If the house went into the DT in 2016 and has been in it ever since, it has since then ceased to be part of either spouse’s free estate since then. The fact that they lived in it is irrelevant. There is in each death estate no qualifying relevant interest for RNRB.
The transfer into the DT was a GROB by each spouse so 50% of the house was taxable on the death of the first, utilising all or part of the husband’s NRB and reducing or eliminating TNRB. On the second death the other 50% was taxable.
A transfer which is a GROB is not the disposal of a qualifying former residential interest, so no downsizing addition: s.8H(4D). A GROB property can itself be a QRI but it is not “inherited” when the gift was to a DT rather than outright to an individual: s.8J(6).
The DT is an RPT, in fact two such: s.44(2). Each spouse will have made a CLT probably using their nil rate band and each survived it by 7 years. So these transfers did not cumulate with their respective death estates. If each had a nil cumulation before the transfers, each trust will have a full NRB and the first TYA will be in 2026.
CGT will doubtless be covered by PPRR on entry into the trust and on a future disposal by the trustees (a non-exempt period will begin 9 months after the second death, although hold-over will be available in principle on a distribution of the asset).
If the couple had done nothing it seems their combined estates would have been entirely outside IHT if the house had been “closely inherited” on the second death. So 2 RNRBs of £350k in total have been wasted. The wife’s NRB of £325k will probably be available to offset her GROB and only TNRB if the husband’s NRB exceeded the then value of the GROB on his death. There is a likelihood that on the wife’s death there will be a charge to tax as the value of her GROB at £375k plus £10k = £385k will exceed her NRB, so £60k is taxable subject to TNRB. That will be the excess if any of £325k over the value of a half share of the estate at the husband’s death. I hope that any tax payable on the first death has not been overlooked because I expect probate was skipped.

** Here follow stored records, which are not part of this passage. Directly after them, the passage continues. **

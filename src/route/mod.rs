pub mod aggregator;
pub mod error;
pub mod polyline;
pub mod provider;
pub mod reducer;
pub mod sampler;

A consolation prize seems to lie in the valuation of each GROB at each death. The related property rules do not apply to DTs made by spouses. On the first death a discount of 15% should be due as the wife was then in occupation under her own trust. On her own death the value just before it should be 10% on the basis that one must assume that only the half interest is for sale but a sale nonetheless with vacant possession as no other person was then in occupation.
On the facts there may be a tax charge on either or both deaths which was totally avoidable because, on a “do nothing” basis, total headroom of £1million would have been available on the second death if the spouse exemption had applied on the first death. DTs cost money to set up, run, and end. All that is likely to have been achieved is care fees protection provided there was no deprivation of assets at set up. Avoiding probate is a mere bagatelle if IHT formalities must still be processed, and an estate containing a GROB cannot be an excepted estate.
Why do lay clients allow themselves to be railroaded into these arrangements? Presumably it is not something that was divinely vouchsafed to them on a mountain top as happened to Moses. Whoever advised on this deserves to be sued but establishing their liability may not justify further expense or hassle.